= Your assignment =
Say how many of the lines below include the word "transfer". Only the number should be given.

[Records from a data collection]
*****

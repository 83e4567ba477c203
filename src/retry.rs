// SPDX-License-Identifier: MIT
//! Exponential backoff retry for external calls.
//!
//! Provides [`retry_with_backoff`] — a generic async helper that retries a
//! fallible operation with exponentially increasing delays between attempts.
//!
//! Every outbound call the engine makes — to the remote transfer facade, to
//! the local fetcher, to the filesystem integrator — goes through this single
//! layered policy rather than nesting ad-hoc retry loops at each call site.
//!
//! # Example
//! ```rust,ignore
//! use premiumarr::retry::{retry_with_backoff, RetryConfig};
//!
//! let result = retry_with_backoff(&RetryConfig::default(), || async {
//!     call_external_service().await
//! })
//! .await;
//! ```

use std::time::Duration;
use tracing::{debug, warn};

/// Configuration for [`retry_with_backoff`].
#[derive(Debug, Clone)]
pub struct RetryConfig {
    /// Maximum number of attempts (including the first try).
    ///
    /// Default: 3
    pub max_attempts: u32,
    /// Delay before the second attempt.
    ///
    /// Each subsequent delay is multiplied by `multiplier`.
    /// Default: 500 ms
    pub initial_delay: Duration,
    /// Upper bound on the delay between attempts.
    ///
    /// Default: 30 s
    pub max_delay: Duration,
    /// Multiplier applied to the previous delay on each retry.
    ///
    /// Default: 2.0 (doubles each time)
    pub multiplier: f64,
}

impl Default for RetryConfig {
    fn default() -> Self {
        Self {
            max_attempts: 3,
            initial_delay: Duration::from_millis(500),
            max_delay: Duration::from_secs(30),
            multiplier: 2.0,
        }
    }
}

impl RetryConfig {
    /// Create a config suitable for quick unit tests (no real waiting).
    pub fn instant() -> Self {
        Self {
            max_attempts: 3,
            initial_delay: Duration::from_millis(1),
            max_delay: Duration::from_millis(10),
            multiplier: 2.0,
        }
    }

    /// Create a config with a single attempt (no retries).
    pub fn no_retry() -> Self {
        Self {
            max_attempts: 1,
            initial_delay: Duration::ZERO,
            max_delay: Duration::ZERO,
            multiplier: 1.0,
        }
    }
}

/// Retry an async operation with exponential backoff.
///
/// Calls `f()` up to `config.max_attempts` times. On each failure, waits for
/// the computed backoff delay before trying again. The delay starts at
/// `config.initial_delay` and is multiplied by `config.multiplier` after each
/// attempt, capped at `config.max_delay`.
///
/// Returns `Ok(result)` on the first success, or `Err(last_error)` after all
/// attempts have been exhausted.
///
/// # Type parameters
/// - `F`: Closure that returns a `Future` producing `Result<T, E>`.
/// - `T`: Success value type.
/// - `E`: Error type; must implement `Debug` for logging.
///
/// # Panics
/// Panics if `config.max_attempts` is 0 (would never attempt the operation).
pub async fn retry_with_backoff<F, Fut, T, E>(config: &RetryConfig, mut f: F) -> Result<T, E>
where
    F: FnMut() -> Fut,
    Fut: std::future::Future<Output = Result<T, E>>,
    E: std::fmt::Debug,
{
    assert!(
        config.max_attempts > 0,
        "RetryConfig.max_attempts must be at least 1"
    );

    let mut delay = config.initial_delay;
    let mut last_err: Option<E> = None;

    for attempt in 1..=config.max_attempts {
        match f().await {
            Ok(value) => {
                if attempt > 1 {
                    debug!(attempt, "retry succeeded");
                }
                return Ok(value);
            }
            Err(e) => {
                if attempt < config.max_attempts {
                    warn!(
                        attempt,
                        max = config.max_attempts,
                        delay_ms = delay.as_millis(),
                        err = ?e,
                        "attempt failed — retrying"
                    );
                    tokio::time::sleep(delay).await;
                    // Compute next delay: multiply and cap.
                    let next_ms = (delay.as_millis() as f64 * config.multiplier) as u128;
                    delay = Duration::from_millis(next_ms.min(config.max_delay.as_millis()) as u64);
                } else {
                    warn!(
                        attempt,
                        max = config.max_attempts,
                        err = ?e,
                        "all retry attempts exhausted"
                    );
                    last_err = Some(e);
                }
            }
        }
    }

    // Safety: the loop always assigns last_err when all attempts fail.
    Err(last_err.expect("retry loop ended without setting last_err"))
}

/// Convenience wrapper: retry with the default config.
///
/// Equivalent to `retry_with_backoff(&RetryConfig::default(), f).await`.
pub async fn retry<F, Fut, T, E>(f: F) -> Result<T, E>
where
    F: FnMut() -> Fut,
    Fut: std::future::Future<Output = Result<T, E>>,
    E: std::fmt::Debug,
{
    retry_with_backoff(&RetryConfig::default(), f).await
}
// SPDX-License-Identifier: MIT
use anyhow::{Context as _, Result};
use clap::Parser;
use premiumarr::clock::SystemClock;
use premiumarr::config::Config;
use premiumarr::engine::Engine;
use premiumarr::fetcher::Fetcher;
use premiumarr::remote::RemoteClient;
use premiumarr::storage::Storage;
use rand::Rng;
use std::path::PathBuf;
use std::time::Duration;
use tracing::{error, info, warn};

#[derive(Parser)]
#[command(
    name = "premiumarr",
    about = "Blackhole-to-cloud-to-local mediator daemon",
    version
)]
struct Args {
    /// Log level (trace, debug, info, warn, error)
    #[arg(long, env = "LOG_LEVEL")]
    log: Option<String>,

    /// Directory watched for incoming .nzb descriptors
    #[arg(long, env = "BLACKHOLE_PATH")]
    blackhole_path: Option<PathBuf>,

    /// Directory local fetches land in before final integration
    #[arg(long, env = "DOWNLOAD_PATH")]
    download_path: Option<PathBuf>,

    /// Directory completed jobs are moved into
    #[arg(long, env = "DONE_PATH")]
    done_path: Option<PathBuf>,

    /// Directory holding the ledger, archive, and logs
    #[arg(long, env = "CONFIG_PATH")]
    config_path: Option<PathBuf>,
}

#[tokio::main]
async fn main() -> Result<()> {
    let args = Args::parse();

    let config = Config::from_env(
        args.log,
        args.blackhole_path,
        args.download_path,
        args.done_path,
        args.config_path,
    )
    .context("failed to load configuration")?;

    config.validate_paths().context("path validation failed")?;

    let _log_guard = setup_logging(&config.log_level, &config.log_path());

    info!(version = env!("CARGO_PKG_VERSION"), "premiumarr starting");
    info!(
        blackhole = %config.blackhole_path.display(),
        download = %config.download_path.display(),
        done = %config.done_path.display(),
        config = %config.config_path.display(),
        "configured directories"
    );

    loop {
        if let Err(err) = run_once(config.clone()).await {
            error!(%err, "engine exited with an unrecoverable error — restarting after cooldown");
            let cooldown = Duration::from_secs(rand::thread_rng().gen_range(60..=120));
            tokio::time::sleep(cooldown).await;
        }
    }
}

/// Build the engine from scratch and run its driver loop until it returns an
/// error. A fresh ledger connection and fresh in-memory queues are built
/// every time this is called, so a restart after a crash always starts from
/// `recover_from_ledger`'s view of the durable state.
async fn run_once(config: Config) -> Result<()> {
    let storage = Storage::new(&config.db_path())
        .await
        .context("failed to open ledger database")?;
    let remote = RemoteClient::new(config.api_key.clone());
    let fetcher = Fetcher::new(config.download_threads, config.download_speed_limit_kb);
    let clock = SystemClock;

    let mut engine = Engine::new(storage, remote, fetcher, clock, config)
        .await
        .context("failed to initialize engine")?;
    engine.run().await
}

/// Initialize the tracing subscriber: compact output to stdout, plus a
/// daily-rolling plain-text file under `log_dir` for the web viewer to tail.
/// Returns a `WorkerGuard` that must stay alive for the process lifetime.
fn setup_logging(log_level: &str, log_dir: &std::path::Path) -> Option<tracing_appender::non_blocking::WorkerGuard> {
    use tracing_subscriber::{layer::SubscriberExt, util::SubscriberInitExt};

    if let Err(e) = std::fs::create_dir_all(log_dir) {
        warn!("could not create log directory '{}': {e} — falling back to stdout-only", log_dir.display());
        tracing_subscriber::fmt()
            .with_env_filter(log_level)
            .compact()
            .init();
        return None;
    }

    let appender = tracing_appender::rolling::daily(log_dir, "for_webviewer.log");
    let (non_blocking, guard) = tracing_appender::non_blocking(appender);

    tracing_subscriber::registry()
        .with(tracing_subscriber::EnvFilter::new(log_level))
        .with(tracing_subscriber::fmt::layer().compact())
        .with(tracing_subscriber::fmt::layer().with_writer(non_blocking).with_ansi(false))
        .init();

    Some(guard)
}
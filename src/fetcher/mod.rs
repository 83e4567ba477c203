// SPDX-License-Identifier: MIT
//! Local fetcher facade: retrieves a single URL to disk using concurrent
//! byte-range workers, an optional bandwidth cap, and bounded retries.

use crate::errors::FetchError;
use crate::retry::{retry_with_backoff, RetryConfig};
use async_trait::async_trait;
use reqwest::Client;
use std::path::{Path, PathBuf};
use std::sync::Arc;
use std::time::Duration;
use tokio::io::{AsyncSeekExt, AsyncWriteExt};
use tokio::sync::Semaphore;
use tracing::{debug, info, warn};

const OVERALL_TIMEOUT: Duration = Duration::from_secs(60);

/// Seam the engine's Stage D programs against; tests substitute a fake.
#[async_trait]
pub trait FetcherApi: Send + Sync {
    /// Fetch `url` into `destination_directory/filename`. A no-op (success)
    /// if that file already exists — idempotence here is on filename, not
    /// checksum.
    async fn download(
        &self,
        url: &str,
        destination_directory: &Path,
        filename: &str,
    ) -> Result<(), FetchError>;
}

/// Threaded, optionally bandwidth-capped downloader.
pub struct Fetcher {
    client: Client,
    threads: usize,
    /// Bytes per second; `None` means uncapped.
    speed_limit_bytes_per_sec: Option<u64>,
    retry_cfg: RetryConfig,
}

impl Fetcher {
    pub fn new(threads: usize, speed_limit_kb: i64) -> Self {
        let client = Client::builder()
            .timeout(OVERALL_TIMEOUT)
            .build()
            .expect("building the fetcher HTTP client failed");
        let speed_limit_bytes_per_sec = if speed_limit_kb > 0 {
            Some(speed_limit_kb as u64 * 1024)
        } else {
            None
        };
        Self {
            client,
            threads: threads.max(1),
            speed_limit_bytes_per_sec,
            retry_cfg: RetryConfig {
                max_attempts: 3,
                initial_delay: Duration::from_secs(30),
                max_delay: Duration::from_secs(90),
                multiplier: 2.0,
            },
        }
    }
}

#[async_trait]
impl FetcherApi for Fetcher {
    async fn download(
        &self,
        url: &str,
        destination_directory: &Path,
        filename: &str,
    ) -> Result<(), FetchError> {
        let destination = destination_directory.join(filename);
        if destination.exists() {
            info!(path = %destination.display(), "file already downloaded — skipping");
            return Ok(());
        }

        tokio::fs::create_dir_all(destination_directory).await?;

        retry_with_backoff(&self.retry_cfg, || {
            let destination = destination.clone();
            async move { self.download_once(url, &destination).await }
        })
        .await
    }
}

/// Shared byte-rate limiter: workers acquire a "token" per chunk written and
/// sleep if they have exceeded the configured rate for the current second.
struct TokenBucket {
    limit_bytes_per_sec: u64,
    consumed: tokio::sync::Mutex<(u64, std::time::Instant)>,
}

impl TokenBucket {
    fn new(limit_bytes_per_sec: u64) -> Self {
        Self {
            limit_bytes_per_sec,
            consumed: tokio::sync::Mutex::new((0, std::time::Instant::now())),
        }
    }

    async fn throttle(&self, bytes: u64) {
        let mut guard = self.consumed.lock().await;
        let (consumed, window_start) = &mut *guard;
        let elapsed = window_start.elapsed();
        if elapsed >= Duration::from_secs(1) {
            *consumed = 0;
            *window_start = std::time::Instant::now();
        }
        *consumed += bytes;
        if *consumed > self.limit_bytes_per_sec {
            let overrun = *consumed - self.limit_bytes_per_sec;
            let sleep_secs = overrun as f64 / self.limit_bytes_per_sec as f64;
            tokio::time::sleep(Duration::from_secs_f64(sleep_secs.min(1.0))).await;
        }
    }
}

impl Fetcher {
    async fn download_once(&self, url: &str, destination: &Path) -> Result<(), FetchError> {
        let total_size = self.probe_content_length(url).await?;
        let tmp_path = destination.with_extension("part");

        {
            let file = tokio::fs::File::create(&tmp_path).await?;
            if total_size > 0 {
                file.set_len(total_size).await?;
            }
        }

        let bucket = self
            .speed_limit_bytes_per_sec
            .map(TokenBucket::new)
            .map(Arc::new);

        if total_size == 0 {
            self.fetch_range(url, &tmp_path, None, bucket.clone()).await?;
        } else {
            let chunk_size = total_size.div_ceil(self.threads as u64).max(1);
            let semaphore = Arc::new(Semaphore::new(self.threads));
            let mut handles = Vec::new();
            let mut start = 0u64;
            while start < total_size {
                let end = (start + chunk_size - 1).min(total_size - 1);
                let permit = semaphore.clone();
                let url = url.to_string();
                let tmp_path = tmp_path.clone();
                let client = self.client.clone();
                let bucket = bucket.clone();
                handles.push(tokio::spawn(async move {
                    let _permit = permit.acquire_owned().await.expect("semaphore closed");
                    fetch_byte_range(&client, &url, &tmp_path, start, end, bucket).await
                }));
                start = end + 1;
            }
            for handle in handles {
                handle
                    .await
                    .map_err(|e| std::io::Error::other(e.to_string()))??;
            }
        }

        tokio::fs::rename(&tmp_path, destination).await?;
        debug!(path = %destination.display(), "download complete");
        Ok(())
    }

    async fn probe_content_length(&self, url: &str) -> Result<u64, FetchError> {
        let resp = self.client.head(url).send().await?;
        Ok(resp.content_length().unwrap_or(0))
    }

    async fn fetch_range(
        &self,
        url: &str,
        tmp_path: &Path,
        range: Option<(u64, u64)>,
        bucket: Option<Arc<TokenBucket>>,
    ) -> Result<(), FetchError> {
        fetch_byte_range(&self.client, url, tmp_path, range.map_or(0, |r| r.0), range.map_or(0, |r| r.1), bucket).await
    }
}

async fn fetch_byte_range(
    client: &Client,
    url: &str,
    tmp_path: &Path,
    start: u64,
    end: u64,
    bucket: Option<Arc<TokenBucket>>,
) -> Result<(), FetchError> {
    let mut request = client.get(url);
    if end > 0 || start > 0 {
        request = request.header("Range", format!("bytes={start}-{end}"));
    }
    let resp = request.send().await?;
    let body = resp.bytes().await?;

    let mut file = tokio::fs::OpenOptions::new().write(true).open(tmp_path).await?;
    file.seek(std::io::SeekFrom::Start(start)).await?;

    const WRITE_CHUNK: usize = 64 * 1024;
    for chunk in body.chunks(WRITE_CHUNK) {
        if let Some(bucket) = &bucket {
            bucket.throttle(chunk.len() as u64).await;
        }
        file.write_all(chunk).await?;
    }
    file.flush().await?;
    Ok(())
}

*****

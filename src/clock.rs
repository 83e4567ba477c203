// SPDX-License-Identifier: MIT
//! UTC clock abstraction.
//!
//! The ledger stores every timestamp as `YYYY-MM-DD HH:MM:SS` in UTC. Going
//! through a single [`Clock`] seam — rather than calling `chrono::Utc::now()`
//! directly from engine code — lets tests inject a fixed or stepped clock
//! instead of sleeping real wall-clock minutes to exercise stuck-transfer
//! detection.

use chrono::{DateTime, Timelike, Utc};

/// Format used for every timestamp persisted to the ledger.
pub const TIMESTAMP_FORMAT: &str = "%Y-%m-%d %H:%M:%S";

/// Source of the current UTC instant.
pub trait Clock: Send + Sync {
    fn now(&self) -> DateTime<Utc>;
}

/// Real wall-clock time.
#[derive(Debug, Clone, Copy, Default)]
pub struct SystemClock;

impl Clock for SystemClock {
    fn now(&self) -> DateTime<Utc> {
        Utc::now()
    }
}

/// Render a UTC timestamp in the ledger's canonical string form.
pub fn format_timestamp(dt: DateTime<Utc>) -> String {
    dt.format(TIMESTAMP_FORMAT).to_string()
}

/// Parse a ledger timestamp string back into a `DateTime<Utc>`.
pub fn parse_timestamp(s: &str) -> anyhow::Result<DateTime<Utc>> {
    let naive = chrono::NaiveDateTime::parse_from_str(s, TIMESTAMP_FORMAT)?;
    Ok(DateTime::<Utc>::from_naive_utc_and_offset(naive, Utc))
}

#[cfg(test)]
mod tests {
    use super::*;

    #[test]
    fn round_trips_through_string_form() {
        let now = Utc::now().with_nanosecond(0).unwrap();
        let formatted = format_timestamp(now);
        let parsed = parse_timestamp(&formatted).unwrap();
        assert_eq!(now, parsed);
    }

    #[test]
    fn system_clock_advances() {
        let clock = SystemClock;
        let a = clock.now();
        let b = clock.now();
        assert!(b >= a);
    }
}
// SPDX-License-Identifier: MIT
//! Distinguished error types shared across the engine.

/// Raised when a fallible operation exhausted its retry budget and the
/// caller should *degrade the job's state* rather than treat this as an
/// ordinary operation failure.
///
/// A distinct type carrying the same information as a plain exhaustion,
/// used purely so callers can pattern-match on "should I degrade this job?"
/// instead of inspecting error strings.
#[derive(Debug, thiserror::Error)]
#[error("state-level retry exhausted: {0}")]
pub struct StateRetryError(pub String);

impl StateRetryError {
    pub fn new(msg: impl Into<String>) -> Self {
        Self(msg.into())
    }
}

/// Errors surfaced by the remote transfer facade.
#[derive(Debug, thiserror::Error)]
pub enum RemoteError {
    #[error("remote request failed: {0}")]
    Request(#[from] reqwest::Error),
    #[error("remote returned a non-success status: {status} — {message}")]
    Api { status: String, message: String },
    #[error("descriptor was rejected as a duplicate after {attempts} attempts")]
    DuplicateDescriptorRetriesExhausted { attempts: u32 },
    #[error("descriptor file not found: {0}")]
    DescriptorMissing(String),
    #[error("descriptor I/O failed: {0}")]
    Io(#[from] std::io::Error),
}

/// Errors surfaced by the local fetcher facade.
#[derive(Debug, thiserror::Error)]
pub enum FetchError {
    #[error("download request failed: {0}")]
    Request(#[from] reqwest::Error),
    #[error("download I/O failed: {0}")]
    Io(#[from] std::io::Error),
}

*****

= Your solution =
3